The idempotence relation ${\mathrm{\Psi }}_x^2={\mathrm{\Psi }}_x$ gives

$$\begin{array}{cc}\hfill {\alpha }_{22}^2+{\alpha }_{24}{\alpha }_{42}& ={\alpha }_{22},\hfill \end{array}$$

(54)

$$\begin{array}{cc}\hfill {\alpha }_{22}{\alpha }_{24}+{\alpha }_{24}{\alpha }_{44}& ={\alpha }_{24},\hfill \end{array}$$

(55)

$$\begin{array}{cc}\hfill {\alpha }_{42}{\alpha }_{22}+{\alpha }_{44}{\alpha }_{42}& ={\alpha }_{42},\hfill \end{array}$$

(56)

$$\begin{array}{cc}\hfill {\alpha }_{42}{\alpha }_{24}+{\alpha }_{44}^2& ={\alpha }_{44}.\hfill \end{array}$$

(57)

From (15) and (51), we can decompose

$${\mathrm{\Psi }}_x=\mathrm{\Psi }+{\mathrm{\Psi }}_{x1}+{\mathrm{\Psi }}_{x2},$$

where

$$\begin{array}{cc}\hfill U_{P,Q}{\mathrm{\Psi }}_{x1}{U}_{P,Q}^{*}& =\left(\begin{array}{cccc}0& 0& 0& 0\\ 0& {\alpha }_{22}& 0& {\alpha }_{24}\\ 0& 0& 0& 0\\ 0& {\alpha }_{42}& 0& {\alpha }_{44}\end{array}\right),\hfill \end{array}$$

(58)

$$\begin{array}{cc}\hfill U_{P,Q}{\mathrm{\Psi }}_{x2}{U}_{P,Q}^{*}& =\left(\begin{array}{cccc}0& 0& 0& 0\\ 0& 0& 0& 0\\ 0& {\alpha }_{32}& 0& {\alpha }_{34}-V\\ 0& 0& 0& 0\end{array}\right).\hfill \end{array}$$

Based on (54)–(57), ${\mathrm{\Psi }}_{x1}$ is idempotent.

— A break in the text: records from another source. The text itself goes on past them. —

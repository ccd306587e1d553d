//! Error types for lingrules.
//!
//! Load-time problems (unreadable or malformed rule files, bad parameters)
//! are errors. Run-time ambiguity gaps (no parse, no match, no applicable
//! constraint) are not: they surface through the data instead.

use std::path::PathBuf;

use thiserror::Error;

use crate::diagnostics::LoadReport;

/// Result type for lingrules operations.
pub type Result<T> = std::result::Result<T, LingError>;

/// Error type for lingrules operations.
#[derive(Error, Debug)]
#[non_exhaustive]
pub enum LingError {
    /// A rule or data file could not be read.
    #[error("cannot read {}: {source}", path.display())]
    Io {
        path: PathBuf,
        #[source]
        source: std::io::Error,
    },

    /// A rule file was read but rejected. The report lists every finding.
    #[error("{origin}: {report}")]
    Config { origin: String, report: LoadReport },

    /// A regular expression in a rule file or configuration does not compile.
    #[error("invalid regular expression in {origin}: {source}")]
    Regex {
        origin: String,
        #[source]
        source: regex::Error,
    },

    /// JSON (de)serialization error.
    #[error("JSON error: {0}")]
    Json(#[from] serde_json::Error),

    /// Runtime parameters out of range.
    #[error("invalid configuration: {0}")]
    InvalidConfig(String),

    /// Input that violates an engine precondition.
    #[error("invalid input: {0}")]
    InvalidInput(String),
}

impl LingError {
    /// Create an I/O error for the given path.
    #[must_use]
    pub fn io(path: impl Into<PathBuf>, source: std::io::Error) -> Self {
        Self::Io {
            path: path.into(),
            source,
        }
    }

    /// Create an invalid configuration error.
    #[must_use]
    pub fn invalid_config(msg: impl Into<String>) -> Self {
        Self::InvalidConfig(msg.into())
    }

    /// Create an invalid input error.
    #[must_use]
    pub fn invalid_input(msg: impl Into<String>) -> Self {
        Self::InvalidInput(msg.into())
    }

    /// Create a regex error.
    #[must_use]
    pub fn regex(origin: impl Into<String>, source: regex::Error) -> Self {
        Self::Regex {
            origin: origin.into(),
            source,
        }
    }

    /// The diagnostic report, if this error came from a rejected rule file.
    pub fn report(&self) -> Option<&LoadReport> {
        match self {
            Self::Config { report, .. } => Some(report),
            _ => None,
        }
    }
}

/// Read a whole rule file, mapping failures to [`LingError::Io`].
pub(crate) fn read_to_string(path: &std::path::Path) -> Result<String> {
    std::fs::read_to_string(path).map_err(|e| LingError::io(path, e))
}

The form in (58) implies ${\mathrm{\Psi }}_{x1}\le I-P$, and, so, $P{\mathrm{\Psi }}_{x1}=0$. From (15), we have

$$\begin{array}{c}\hfill \mathrm{\Psi }=P+P_{5}V{P}_6,\end{array}$$

(59)

and, based on (52) and (53),

$${\mathrm{\Psi }}_{x2}=-P_{5}V{P}_6{\mathrm{\Psi }}_{x1}=(P-\mathrm{\Psi }){\mathrm{\Psi }}_{x1}=-\mathrm{\Psi }{\mathrm{\Psi }}_{x1}.$$

Thus, ${\mathrm{\Psi }}_x=\mathrm{\Psi }+(I-\mathrm{\Psi }){\mathrm{\Psi }}_{x1}$.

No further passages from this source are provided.